Aim of the task: Repeat the entries below exactly, missing none.

Records to use:
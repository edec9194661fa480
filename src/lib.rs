//! # tictactoe-engine
//!
//! Decision engine for a 3×3 two-mark grid game that can act as the
//! autonomous responder for either side.
//!
//! ## Design Principles
//!
//! 1. **Packed value state**: one full game snapshot is a single `u32`
//!    (`Board`), copyable and comparable by value. Symmetry orbits are
//!    generated by transforming copies, never by cloning structures.
//!
//! 2. **Canonical patterns, expanded once**: every tactical template is
//!    authored in exactly one orientation and carries a symmetry-flag
//!    nibble. The `PatternLibrary` expands each template into its full
//!    orbit at first use and is immutable afterwards.
//!
//! 3. **Deterministic except the tie-break**: pattern matching and result
//!    detection are pure functions of the board. The only random step is
//!    the uniform draw among a matched template's candidate cells, and it
//!    goes through an injected, seeded [`GameRng`].
//!
//! ## Modules
//!
//! - `board`: the packed `Board` record, rotations, reflections, and
//!   orbit expansion
//! - `patterns`: the authored template tables and the expanded library
//! - `engine`: response selection and terminal-result detection
//! - `game`: the controller (turn sequencing, modes, scenes, events)
//! - `rng`: deterministic random number generation
//! - `error`: the error taxonomy
//!
//! ## Example
//!
//! ```
//! use tictactoe_engine::{Game, Mark, Mode};
//!
//! let mut game = Game::new(Mode::Attacker, 7);
//! game.apply_move(1).unwrap();
//!
//! // The engine answers an opening ring move by taking the center.
//! assert_eq!(game.cell(5), Ok(Mark::Cross));
//! assert_eq!(game.round(), 2);
//! ```

pub mod board;
pub mod engine;
pub mod error;
pub mod game;
pub mod patterns;
pub mod rng;

// Re-export commonly used types
pub use crate::board::{expand_orbit, Axis, Board, Mark, Mode, Outcome, Symmetry, Turn};
pub use crate::engine::{ResponseEngine, ResultEngine};
pub use crate::error::BoardError;
pub use crate::game::{Game, GameEvent, GameView, ModeRequest};
pub use crate::patterns::{PatternLibrary, PatternSet, TemplateTriple};
pub use crate::rng::{GameRng, GameRngState};
//! Decision engines built on the pattern library.
//!
//! [`ResponseEngine`] picks the engine's next cell by scanning the
//! library in priority order; [`ResultEngine`] classifies a position as
//! won, lost, tied or still open. Both are stateless over a shared
//! `&'static` library, so a [`crate::game::Game`] can hold them by
//! value.

mod response;
mod result;

pub use response::ResponseEngine;
pub use result::ResultEngine;

use crate::board::Board;
use crate::patterns::PatternSet;

/// Find the first template orientation matching `board_case` under the
/// paired mask orbit, comparing only the cells the mask selects.
fn find_match(board_case: u32, targets: &PatternSet, masks: &PatternSet) -> Option<Board> {
    targets
        .boards()
        .iter()
        .zip(masks.boards())
        .find_map(|(&target, &mask)| {
            ((board_case & mask.case()) == target.sanitized().case()).then_some(target)
        })
}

Solution to the exercise:
repository edec9194661fa480
filename src/lib.rs
//! # tictactoe-engine
//!
//! Decision engine for a 3×3 two-mark grid game that can act as the
//! autonomous responder for either side.
//!
//! ## Design Principles
//!
//! 1. **Packed value state**: one full game snapshot is a single `u32`
//!    (`Board`), copyable and comparable by value. Symmetry orbits are
//!    generated by transforming copies, never by cloning structures.
//!
//! 2. **Canonical patterns, expanded once**: every tactical template is
//!    authored in exactly one orientation and carries a symmetry-flag
//!    nibble. The `PatternLibrary` expands each template into its full
//!    orbit at first use and is immutable afterwards.
//!
//! 3. **Deterministic except the tie-break**: pattern matching and result
//!    detection are pure functions of the board. The only random step is
//!    the uniform draw among a matched template's candidate cells, and it
//!    goes through an injected, seeded [`GameRng`].
//!
//! ## Modules
//!
//! - `board`: the packed `Board` record, rotations, reflections, and
//!   orbit expansion
//! - `patterns`: the authored template tables and the expanded library
//! - `engine`: response selection and terminal-result detection
//! - `game`: the controller (turn sequencing, modes, scenes, events)
//! - `rng`: deterministic random number generation
//! - `error`: the error taxonomy
//!
//! ## Example
//!
//! ```
//! use tictactoe_engine::{Game, Mark, Mode};
//!
//! let mut game = Game::new(Mode::Attacker, 7);
//! game.apply_move(1).unwrap();
//!
//! // The engine answers an opening ring move by taking the center.
//! assert_eq!(game.cell(5), Ok(Mark::Cross));
//! assert_eq!(game.round(), 2);
//! ```

pub mod board;
pub mod engine;
pub mod error;
pub mod game;
pub mod patterns;
pub mod rng;

// Re-export commonly used types
pub use crate::board::{expand_orbit, Axis, Board, Mark, Mode, Outcome, Symmetry, Turn};
pub use crate::engine::{ResponseEngine, ResultEngine};
pub use crate::error::BoardError;
pub use crate::game::{Game, GameEvent, GameView, ModeRequest};
pub use crate::patterns::{PatternLibrary, PatternSet, TemplateTriple};
pub use crate::rng::{GameRng, GameRngState};
//! Decision engines built on the pattern library.
//!
//! [`ResponseEngine`] picks the engine's next cell by scanning the
//! library in priority order; [`ResultEngine`] classifies a position as
//! won, lost, tied or still open. Both are stateless over a shared
//! `&'static` library, so a [`crate::game::Game`] can hold them by
//! value.

mod response;
mod result;

pub use response::ResponseEngine;
pub use result::ResultEngine;

use crate::board::Board;
use crate::patterns::PatternSet;

/// Find the first template orientation matching `board_case` under the
/// paired mask orbit, comparing only the cells the mask selects.
fn find_match(board_case: u32, targets: &PatternSet, masks: &PatternSet) -> Option<Board> {
    targets
        .boards()
        .iter()
        .zip(masks.boards())
        .find_map(|(&target, &mask)| {
            ((board_case & mask.case()) == target.sanitized().case()).then_some(target)
        })
}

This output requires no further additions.